## EXERCISE DESCRIPTION
All of the listing should be transcribed exactly.

---------------

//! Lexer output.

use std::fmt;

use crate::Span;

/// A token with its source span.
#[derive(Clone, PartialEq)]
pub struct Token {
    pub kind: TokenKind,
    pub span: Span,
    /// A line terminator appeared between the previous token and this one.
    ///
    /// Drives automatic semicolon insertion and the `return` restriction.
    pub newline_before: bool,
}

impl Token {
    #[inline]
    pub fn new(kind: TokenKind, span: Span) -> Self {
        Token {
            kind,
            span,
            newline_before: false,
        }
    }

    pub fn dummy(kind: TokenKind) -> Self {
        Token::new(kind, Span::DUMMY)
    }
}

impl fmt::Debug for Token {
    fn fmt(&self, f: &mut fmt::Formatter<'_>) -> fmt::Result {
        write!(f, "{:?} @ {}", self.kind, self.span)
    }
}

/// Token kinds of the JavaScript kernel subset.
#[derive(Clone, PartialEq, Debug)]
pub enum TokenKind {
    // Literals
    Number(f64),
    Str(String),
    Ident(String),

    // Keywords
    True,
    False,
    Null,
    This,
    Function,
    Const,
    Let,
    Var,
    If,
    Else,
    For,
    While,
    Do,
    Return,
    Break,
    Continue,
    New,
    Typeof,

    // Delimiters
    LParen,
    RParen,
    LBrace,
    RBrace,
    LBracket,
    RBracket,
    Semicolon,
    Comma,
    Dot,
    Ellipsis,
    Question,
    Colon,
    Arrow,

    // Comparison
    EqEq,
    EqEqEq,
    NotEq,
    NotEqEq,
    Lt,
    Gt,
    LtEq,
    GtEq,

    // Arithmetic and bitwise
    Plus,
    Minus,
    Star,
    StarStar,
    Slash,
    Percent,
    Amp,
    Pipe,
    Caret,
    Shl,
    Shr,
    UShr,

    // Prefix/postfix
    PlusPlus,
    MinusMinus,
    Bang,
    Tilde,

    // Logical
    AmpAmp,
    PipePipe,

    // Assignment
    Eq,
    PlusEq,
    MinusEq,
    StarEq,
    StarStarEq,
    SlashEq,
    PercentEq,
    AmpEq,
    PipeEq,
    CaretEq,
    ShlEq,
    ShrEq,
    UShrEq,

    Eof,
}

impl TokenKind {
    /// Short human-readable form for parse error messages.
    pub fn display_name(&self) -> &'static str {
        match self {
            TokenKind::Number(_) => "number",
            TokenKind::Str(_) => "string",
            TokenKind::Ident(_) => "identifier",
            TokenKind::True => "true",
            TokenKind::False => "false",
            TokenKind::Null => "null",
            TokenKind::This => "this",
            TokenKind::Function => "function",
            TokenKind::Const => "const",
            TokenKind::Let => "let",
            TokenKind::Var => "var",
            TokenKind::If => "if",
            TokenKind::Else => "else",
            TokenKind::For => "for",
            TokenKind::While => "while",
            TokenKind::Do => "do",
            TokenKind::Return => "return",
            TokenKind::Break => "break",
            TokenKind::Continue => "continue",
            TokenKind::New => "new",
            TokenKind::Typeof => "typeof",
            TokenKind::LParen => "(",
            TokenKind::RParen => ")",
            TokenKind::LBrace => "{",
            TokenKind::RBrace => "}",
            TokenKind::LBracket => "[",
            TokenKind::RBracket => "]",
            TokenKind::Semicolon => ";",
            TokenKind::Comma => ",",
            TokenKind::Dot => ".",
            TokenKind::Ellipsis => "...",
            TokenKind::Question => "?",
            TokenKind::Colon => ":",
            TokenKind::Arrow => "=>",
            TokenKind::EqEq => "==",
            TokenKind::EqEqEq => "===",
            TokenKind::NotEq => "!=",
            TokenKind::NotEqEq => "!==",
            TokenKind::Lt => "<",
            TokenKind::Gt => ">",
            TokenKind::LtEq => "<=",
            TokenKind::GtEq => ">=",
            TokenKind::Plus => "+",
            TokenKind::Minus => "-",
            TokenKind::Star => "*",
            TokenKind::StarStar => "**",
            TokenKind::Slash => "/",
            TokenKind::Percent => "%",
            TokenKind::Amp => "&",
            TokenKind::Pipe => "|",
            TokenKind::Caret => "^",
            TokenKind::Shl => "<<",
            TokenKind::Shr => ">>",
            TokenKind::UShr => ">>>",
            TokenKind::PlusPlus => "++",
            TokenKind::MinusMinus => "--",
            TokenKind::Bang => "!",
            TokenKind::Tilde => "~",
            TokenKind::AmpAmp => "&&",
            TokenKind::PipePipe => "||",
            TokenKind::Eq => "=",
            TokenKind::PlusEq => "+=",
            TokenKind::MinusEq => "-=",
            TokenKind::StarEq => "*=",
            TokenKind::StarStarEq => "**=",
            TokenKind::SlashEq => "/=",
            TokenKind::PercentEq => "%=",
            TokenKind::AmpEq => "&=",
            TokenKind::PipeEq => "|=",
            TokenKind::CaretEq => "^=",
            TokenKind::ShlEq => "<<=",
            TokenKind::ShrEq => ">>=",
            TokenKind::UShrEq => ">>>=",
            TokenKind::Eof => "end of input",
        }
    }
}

---------------

## YOUR RESPONSE
//! Lexer output.

use std::fmt;

use crate::Span;

/// A token with its source span.
#[derive(Clone, PartialEq)]
pub struct Token {
    pub kind: TokenKind,
    pub span: Span,
    /// A line terminator appeared between the previous token and this one.
    ///
    /// Drives automatic semicolon insertion and the `return` restriction.
    pub newline_before: bool,
}

impl Token {
    #[inline]
    pub fn new(kind: TokenKind, span: Span) -> Self {
        Token {
            kind,
            span,
            newline_before: false,
        }
    }

    pub fn dummy(kind: TokenKind) -> Self {
        Token::new(kind, Span::DUMMY)
    }
}

impl fmt::Debug for Token {
    fn fmt(&self, f: &mut fmt::Formatter<'_>) -> fmt::Result {
        write!(f, "{:?} @ {}", self.kind, self.span)
    }
}

/// Token kinds of the JavaScript kernel subset.
#[derive(Clone, PartialEq, Debug)]
pub enum TokenKind {
    // Literals
    Number(f64),
    Str(String),
    Ident(String),

    // Keywords
    True,
    False,
    Null,
    This,
    Function,
    Const,
    Let,
    Var,
    If,
    Else,
    For,
    While,
    Do,
    Return,
    Break,
    Continue,
    New,
    Typeof,

    // Delimiters
    LParen,
    RParen,
    LBrace,
    RBrace,
    LBracket,
    RBracket,
    Semicolon,
    Comma,
    Dot,
    Ellipsis,
    Question,
    Colon,
    Arrow,

    // Comparison
    EqEq,
    EqEqEq,
    NotEq,
    NotEqEq,
    Lt,
    Gt,
    LtEq,
    GtEq,

    // Arithmetic and bitwise
    Plus,
    Minus,
    Star,
    StarStar,
    Slash,
    Percent,
    Amp,
    Pipe,
    Caret,
    Shl,
    Shr,
    UShr,

    // Prefix/postfix
    PlusPlus,
    MinusMinus,
    Bang,
    Tilde,

    // Logical
    AmpAmp,
    PipePipe,

    // Assignment
    Eq,
    PlusEq,
    MinusEq,
    StarEq,
    StarStarEq,
    SlashEq,
    PercentEq,
    AmpEq,
    PipeEq,
    CaretEq,
    ShlEq,
    ShrEq,
    UShrEq,

    Eof,
}

impl TokenKind {
    /// Short human-readable form for parse error messages.
    pub fn display_name(&self) -> &'static str {
        match self {
            TokenKind::Number(_) => "number",
            TokenKind::Str(_) => "string",
            TokenKind::Ident(_) => "identifier",
            TokenKind::True => "true",
            TokenKind::False => "false",
            TokenKind::Null => "null",
            TokenKind::This => "this",
            TokenKind::Function => "function",
            TokenKind::Const => "const",
            TokenKind::Let => "let",
            TokenKind::Var => "var",
            TokenKind::If => "if",
            TokenKind::Else => "else",
            TokenKind::For => "for",
            TokenKind::While => "while",
            TokenKind::Do => "do",
            TokenKind::Return => "return",
            TokenKind::Break => "break",
            TokenKind::Continue => "continue",
            TokenKind::New => "new",
            TokenKind::Typeof => "typeof",
            TokenKind::LParen => "(",
            TokenKind::RParen => ")",
            TokenKind::LBrace => "{",
            TokenKind::RBrace => "}",
            TokenKind::LBracket => "[",
            TokenKind::RBracket => "]",
            TokenKind::Semicolon => ";",
            TokenKind::Comma => ",",
            TokenKind::Dot => ".",
            TokenKind::Ellipsis => "...",
            TokenKind::Question => "?",
            TokenKind::Colon => ":",
            TokenKind::Arrow => "=>",
            TokenKind::EqEq => "==",
            TokenKind::EqEqEq => "===",
            TokenKind::NotEq => "!=",
            TokenKind::NotEqEq => "!==",
            TokenKind::Lt => "<",
            TokenKind::Gt => ">",
            TokenKind::LtEq => "<=",
            TokenKind::GtEq => ">=",
            TokenKind::Plus => "+",
            TokenKind::Minus => "-",
            TokenKind::Star => "*",
            TokenKind::StarStar => "**",
            TokenKind::Slash => "/",
            TokenKind::Percent => "%",
            TokenKind::Amp => "&",
            TokenKind::Pipe => "|",
            TokenKind::Caret => "^",
            TokenKind::Shl => "<<",
            TokenKind::Shr => ">>",
            TokenKind::UShr => ">>>",
            TokenKind::PlusPlus => "++",
            TokenKind::MinusMinus => "--",
            TokenKind::Bang => "!",
            TokenKind::Tilde => "~",
            TokenKind::AmpAmp => "&&",
            TokenKind::PipePipe => "||",
            TokenKind::Eq => "=",
            TokenKind::PlusEq => "+=",
            TokenKind::MinusEq => "-=",
            TokenKind::StarEq => "*=",
            TokenKind::StarStarEq => "**=",
            TokenKind::SlashEq => "/=",
            TokenKind::PercentEq => "%=",
            TokenKind::AmpEq => "&=",
            TokenKind::PipeEq => "|=",
            TokenKind::CaretEq => "^=",
            TokenKind::ShlEq => "<<=",
            TokenKind::ShrEq => ">>=",
            TokenKind::UShrEq => ">>>=",
            TokenKind::Eof => "end of input",
        }
    }
}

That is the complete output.